Für mich ist das eine zentrale Problematik, die über die Fragen linker Kriegsanalyse hinausweist und es wäre sehr spannend zu überlegen, wie man diese Verbindung herstellen kann.

Total 2

Am Beispiel Belarus wissen wir, dass der vom Autor so genannte politische Kapitalismus in einer Autokratie eins um jeden Preis vermeiden will: Die Übernahme von Schlüsselunternehmen und Infrastruktur durch Oligarchen oder Staatsunternehmens aus Russland. Auch unter Janukowitsch war ein solcher „Ausverkauf“ der Ukraine nicht gewollt, sondern die Bedienung eigener Klientel einschließlich der engeren Familie durch Aneignung von Unternehmensanteilen das eigentliche Ziel.

Auch die ukrainischen Oligarchen sind deshalb keine Nutznießer des Krieges, sie verlieren im Gegenteil Milliarden darin. Insofern ist der behauptete Gegensatz zwischen den Interessen verschiedener Teile der Wirtschaftselite zwar korrekt beschrieben, aber nicht zu Ende gedacht.

Total 0

Lieber NikolausH,

danke für Ihren Kommentar. Das scheint mir tatsächlich eine wichtige Dimension zu sein, die medial derzeit auch nur am Rande diskutiert wird: Bisher sieht es so aus, als verliert die ukrainische Oligarchie durch den Krieg an politischem Gewicht. Wobei mein Eindruck ist, dass wir zunächst warten sollten, bis sich der Nebel des Kriegs gelichtet hat. Möglicherweise handelt es sich nicht um einen Bedeutungsverlust der Oligarchie an sich, sondern lediglich um eine Rekonfiguration, nach der es neue oligarchische Schwergewichte geben wird, während andere ihre ökonomische Basis zerstört sehen. Wie Krieg Oligarchien umstrukturiert, erscheint mir auch jenseits der Ukraine eine spannende Frage zu sein.

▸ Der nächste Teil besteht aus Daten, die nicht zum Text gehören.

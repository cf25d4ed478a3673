//! Published controller state.
//!
//! The controller exposes immutable snapshots over a `watch` channel and
//! transient notifications over a `broadcast` channel, so any rendering
//! layer can observe it without reaching into its internals.

use flowdeck_core::flow::{Blackboard, Checkpoint, FlowLifecycle, InteractionMode};
use std::sync::Arc;

/// One immutable view of the controller's state.
///
/// A new snapshot replaces the previous one wholesale; consumers must
/// re-read derived fields rather than assume deltas.
#[derive(Debug, Clone, PartialEq)]
pub struct ControllerSnapshot {
    pub lifecycle: FlowLifecycle,
    pub checkpoint: Option<Checkpoint>,
    pub interaction_mode: InteractionMode,
    /// Last status line reported by the backend.
    pub status_message: String,
    /// The mirrored shared state of the remote flow.
    pub blackboard: Arc<Blackboard>,
}

impl Default for ControllerSnapshot {
    fn default() -> Self {
        Self {
            lifecycle: FlowLifecycle::Idle,
            checkpoint: None,
            interaction_mode: InteractionMode::default(),
            status_message: String::new(),
            blackboard: Arc::new(Blackboard::default()),
        }
    }
}

/// Severity of a transient notification.
#[derive(Debug, Clone, Copy, PartialEq, Eq)]
pub enum NotificationLevel {
    Info,
    Warning,
    Error,
}

/// A transient, human-readable event for the rendering layer.
#[derive(Debug, Clone, PartialEq, Eq)]
pub struct ControllerNotification {
    pub level: NotificationLevel,
    pub message: String,
}

impl ControllerNotification {
    pub fn info(message: impl Into<String>) -> Self {
        Self {
            level: NotificationLevel::Info,
            message: message.into(),
        }
    }

    pub fn warning(message: impl Into<String>) -> Self {
        Self {
            level: NotificationLevel::Warning,
            message: message.into(),
        }
    }

    pub fn error(message: impl Into<String>) -> Self {
        Self {
            level: NotificationLevel::Error,
            message: message.into(),
        }
    }
}
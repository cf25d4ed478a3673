//! HTTP gateway to the remote flow process.
//!
//! Implements [`flowdeck_core::FlowGateway`] over the backend's JSON API
//! using `reqwest`. No streaming, no automatic retries: a timed-out or
//! failed request surfaces as a single error and the caller's next
//! scheduled tick is the only retry.

mod http;

pub use http::HttpFlowGateway;
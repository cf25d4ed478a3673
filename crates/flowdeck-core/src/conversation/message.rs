//! Chat message types.

use serde::{Deserialize, Serialize};

/// Represents the role of a message in a conversation.
#[derive(Debug, Clone, Copy, PartialEq, Eq, Serialize, Deserialize)]
pub enum MessageRole {
    /// Message from the user.
    User,
    /// Message from the remote assistant.
    Assistant,
}

/// A single message in a conversation history.
#[derive(Debug, Clone, PartialEq, Eq, Serialize, Deserialize)]
pub struct ChatMessage {
    /// The role of the message sender.
    pub role: MessageRole,
    /// The content of the message.
    pub content: String,
    /// Timestamp when the message was created (ISO 8601 format).
    pub created_at: String,
    /// Marks a synthetic message recorded in place of a failed answer.
    #[serde(default)]
    pub is_error: bool,
}

impl ChatMessage {
    /// A message typed by the user.
    pub fn user(content: impl Into<String>) -> Self {
        Self {
            role: MessageRole::User,
            content: content.into(),
            created_at: chrono::Utc::now().to_rfc3339(),
            is_error: false,
        }
    }

    /// An answer returned by the backend.
    pub fn assistant(content: impl Into<String>) -> Self {
        Self {
            role: MessageRole::Assistant,
            content: content.into(),
            created_at: chrono::Utc::now().to_rfc3339(),
            is_error: false,
        }
    }

    /// A synthetic assistant message recording a failure, so the error
    /// stays visible in the transcript instead of being dropped.
    pub fn error(content: impl Into<String>) -> Self {
        Self {
            role: MessageRole::Assistant,
            content: content.into(),
            created_at: chrono::Utc::now().to_rfc3339(),
            is_error: true,
        }
    }
}
//! Human-in-the-loop checkpoints.
//!
//! When the remote flow blocks on a step, the step's name decides which
//! interaction is offered: review-type steps get an approve/reject pair,
//! everything else a single free-form resume.

use once_cell::sync::Lazy;
use regex::Regex;
use serde::{Deserialize, Serialize};

/// The literal feedback token the backend understands as approval.
pub const APPROVE_FEEDBACK: &str = "approve";

/// Placeholder sent when the operator resumes without typing anything.
pub const DEFAULT_FEEDBACK: &str = "continue";

/// Step names that always present a review-style checkpoint.
const REVIEW_STEP_MARKERS: &[&str] = &[
    "initial_research",
    "per_resource_research",
    "project_structure_review",
    "image_retrieval_review",
];

/// Per-resource review steps are generated dynamically by the backend
/// (one per resource), so they are matched by shape rather than by name.
static RESOURCE_REVIEW_RE: Lazy<Regex> =
    Lazy::new(|| Regex::new(r"^resource_.+_research_review$").expect("valid regex"));

/// Which interaction a checkpoint offers.
#[derive(Debug, Clone, Copy, PartialEq, Eq, Serialize, Deserialize)]
#[serde(rename_all = "snake_case")]
pub enum CheckpointKind {
    /// The operator approves the step output or sends improvement notes.
    ApproveReject,
    /// The operator resumes with free-form feedback.
    FreeForm,
}

impl CheckpointKind {
    /// Classifies a step name reported by the backend.
    ///
    /// Pure and stateless: the result depends on the name alone and is
    /// re-evaluated for every newly opened checkpoint.
    pub fn classify(step_name: &str) -> Self {
        let is_review = REVIEW_STEP_MARKERS
            .iter()
            .any(|marker| step_name.contains(marker))
            || RESOURCE_REVIEW_RE.is_match(step_name);

        if is_review {
            CheckpointKind::ApproveReject
        } else {
            CheckpointKind::FreeForm
        }
    }
}

/// A transient checkpoint derived from a status poll.
///
/// Exists only while the flow is waiting for input; destroyed on resume
/// or when the backend stops waiting on its own.
#[derive(Debug, Clone, PartialEq, Eq, Serialize, Deserialize)]
pub struct Checkpoint {
    /// Name of the step that blocked.
    pub step_name: String,
    /// Interaction offered for this step.
    pub kind: CheckpointKind,
    /// Timestamp when the checkpoint was opened (ISO 8601 format).
    pub opened_at: String,
}

impl Checkpoint {
    /// Opens a checkpoint for the given step, classifying it fresh.
    pub fn open(step_name: impl Into<String>) -> Self {
        let step_name = step_name.into();
        let kind = CheckpointKind::classify(&step_name);
        Self {
            step_name,
            kind,
            opened_at: chrono::Utc::now().to_rfc3339(),
        }
    }

    /// Whether this checkpoint offers the approve/reject pair.
    pub fn requires_approve_reject(&self) -> bool {
        self.kind == CheckpointKind::ApproveReject
    }
}
//! Scheduler-driven supervision scenario.
//!
//! Unlike the unit tests, these run the real poll loop against a
//! scripted gateway and watch the controller move through its states on
//! its own timers.

use async_trait::async_trait;
use flowdeck_application::FlowController;
use flowdeck_core::error::Result;
use flowdeck_core::flow::{
    CheckpointKind, FlowLifecycle, FlowStatus, InteractionMode, InteractionSnapshot,
};
use flowdeck_core::{FlowGateway, FlowdeckConfig, StateRepository};
use std::collections::VecDeque;
use std::sync::Arc;
use std::sync::Mutex;
use std::sync::atomic::{AtomicUsize, Ordering};
use std::time::Duration;
use tokio::time::sleep;

#[derive(Default)]
struct ScriptedGateway {
    statuses: Mutex<VecDeque<FlowStatus>>,
    last_status: Mutex<FlowStatus>,
    sent_feedback: Mutex<Vec<String>>,
    status_calls: AtomicUsize,
}

impl ScriptedGateway {
    fn push(&self, status: FlowStatus) {
        self.statuses.lock().unwrap().push_back(status);
    }

    fn status_call_count(&self) -> usize {
        self.status_calls.load(Ordering::SeqCst)
    }
}

#[async_trait]
impl FlowGateway for ScriptedGateway {
    async fn start_flow(&self, _prompt: &str) -> Result<()> {
        Ok(())
    }

    async fn fetch_status(&self) -> Result<FlowStatus> {
        self.status_calls.fetch_add(1, Ordering::SeqCst);
        match self.statuses.lock().unwrap().pop_front() {
            Some(status) => {
                *self.last_status.lock().unwrap() = status.clone();
                Ok(status)
            }
            None => Ok(self.last_status.lock().unwrap().clone()),
        }
    }

    async fn fetch_interaction(&self) -> Result<InteractionSnapshot> {
        Ok(InteractionSnapshot::default())
    }

    async fn resume_flow(&self, feedback: &str) -> Result<()> {
        self.sent_feedback.lock().unwrap().push(feedback.to_string());
        Ok(())
    }

    async fn cancel_flow(&self) -> Result<String> {
        Ok("Flow signaled to stop".to_string())
    }

    async fn set_interaction_mode(&self, _mode: InteractionMode) -> Result<()> {
        Ok(())
    }

    async fn send_chat_message(&self, _question: &str, _conversation_id: &str) -> Result<String> {
        Ok(String::new())
    }
}

#[derive(Default)]
struct MemoryStateRepository {
    mode: Mutex<InteractionMode>,
}

#[async_trait]
impl StateRepository for MemoryStateRepository {
    async fn interaction_mode(&self) -> InteractionMode {
        *self.mode.lock().unwrap()
    }

    async fn set_interaction_mode(&self, mode: InteractionMode) -> Result<()> {
        *self.mode.lock().unwrap() = mode;
        Ok(())
    }
}

fn running() -> FlowStatus {
    FlowStatus {
        is_running: true,
        ..FlowStatus::default()
    }
}

fn waiting(step: &str) -> FlowStatus {
    FlowStatus {
        is_running: true,
        is_waiting_for_input: true,
        step_name: Some(step.to_string()),
        ..FlowStatus::default()
    }
}

async fn wait_for_lifecycle(
    controller: &Arc<FlowController<ScriptedGateway>>,
    expected: FlowLifecycle,
) {
    for _ in 0..200 {
        if controller.lifecycle().await == expected {
            return;
        }
        sleep(Duration::from_millis(10)).await;
    }
    panic!(
        "lifecycle never reached {expected}, still {}",
        controller.lifecycle().await
    );
}

#[tokio::test]
async fn test_supervised_flow_end_to_end() {
    let gateway = Arc::new(ScriptedGateway::default());
    let config = FlowdeckConfig {
        poll_interval_ms: 25,
        cancel_poll_interval_ms: 20,
        resume_cooldown_ms: 10_000,
        watchdog_interval_ms: 3_600_000,
        ..FlowdeckConfig::default()
    };
    let controller = Arc::new(FlowController::new(
        gateway.clone(),
        Arc::new(MemoryStateRepository::default()) as Arc<dyn StateRepository>,
        config,
    ));

    // Start: the scheduler begins polling on its own.
    gateway.push(running());
    controller.start("Deploy nginx").await.unwrap();
    assert_eq!(controller.lifecycle().await, FlowLifecycle::Starting);
    wait_for_lifecycle(&controller, FlowLifecycle::Running).await;

    // The flow blocks on a review step; polling suspends while waiting.
    gateway.push(waiting("initial_research"));
    wait_for_lifecycle(&controller, FlowLifecycle::WaitingForInput).await;
    let checkpoint = controller.snapshot().checkpoint.expect("open checkpoint");
    assert_eq!(checkpoint.kind, CheckpointKind::ApproveReject);

    let calls_while_waiting = gateway.status_call_count();
    sleep(Duration::from_millis(120)).await;
    assert_eq!(
        gateway.status_call_count(),
        calls_while_waiting,
        "polling must suspend while a checkpoint is open"
    );

    // Approval sends the literal token and polling resumes. The backend
    // still reports the answered checkpoint for a moment; the cool-down
    // keeps it from re-opening.
    controller.approve().await.unwrap();
    assert_eq!(
        gateway.sent_feedback.lock().unwrap().clone(),
        vec!["approve".to_string()]
    );
    assert_eq!(controller.lifecycle().await, FlowLifecycle::Running);
    gateway.push(running());

    for _ in 0..100 {
        if gateway.status_call_count() > calls_while_waiting {
            break;
        }
        sleep(Duration::from_millis(10)).await;
    }
    assert!(
        gateway.status_call_count() > calls_while_waiting,
        "polling must resume after approval"
    );
    assert!(controller.snapshot().checkpoint.is_none());

    // Cancellation: the dedicated watch confirms death and stops. The
    // stopped status is queued only after the kill signal so the normal
    // poll loop cannot swallow it first.
    controller.cancel().await.unwrap();
    gateway.push(FlowStatus::default());
    wait_for_lifecycle(&controller, FlowLifecycle::Stopped).await;

    let calls_after_stop = gateway.status_call_count();
    sleep(Duration::from_millis(150)).await;
    assert_eq!(
        gateway.status_call_count(),
        calls_after_stop,
        "all polling must stop once the flow is confirmed dead"
    );

    controller.shutdown().await;
}

#[tokio::test]
async fn test_flow_finishing_on_its_own_stops_supervision() {
    let gateway = Arc::new(ScriptedGateway::default());
    let config = FlowdeckConfig {
        poll_interval_ms: 20,
        watchdog_interval_ms: 3_600_000,
        ..FlowdeckConfig::default()
    };
    let controller = Arc::new(FlowController::new(
        gateway.clone(),
        Arc::new(MemoryStateRepository::default()) as Arc<dyn StateRepository>,
        config,
    ));

    gateway.push(running());
    controller.start("Deploy nginx").await.unwrap();
    wait_for_lifecycle(&controller, FlowLifecycle::Running).await;

    gateway.push(FlowStatus::default());
    wait_for_lifecycle(&controller, FlowLifecycle::Stopped).await;
    assert!(controller.snapshot().checkpoint.is_none());

    let calls_after_stop = gateway.status_call_count();
    sleep(Duration::from_millis(120)).await;
    assert_eq!(gateway.status_call_count(), calls_after_stop);

    controller.shutdown().await;
}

Wie in meinem obigen Kommentar zu John.Gather bereits angemerkt, denke ich wie Sie, dass Ishchenkos Klassenanalyse eben nur begrenzt trägt. Schließlich ist die “Klasse“ der Oligarchen in der Ukraine und in Russland jeweils unterschiedlich organisiert und eingebunden in politische Machtverhältnisse. Hier vermisse ich etwas die “nationalen Parameter“ in seiner Analyse, die möglicherweise doch nicht vollkommen von der Klassenlogik überlagert werden. Auch Oligarchen müssen sich zum Nationalismus verhalten, den der Krieg entfacht hat, sowohl in Russland als auch der Ukraine.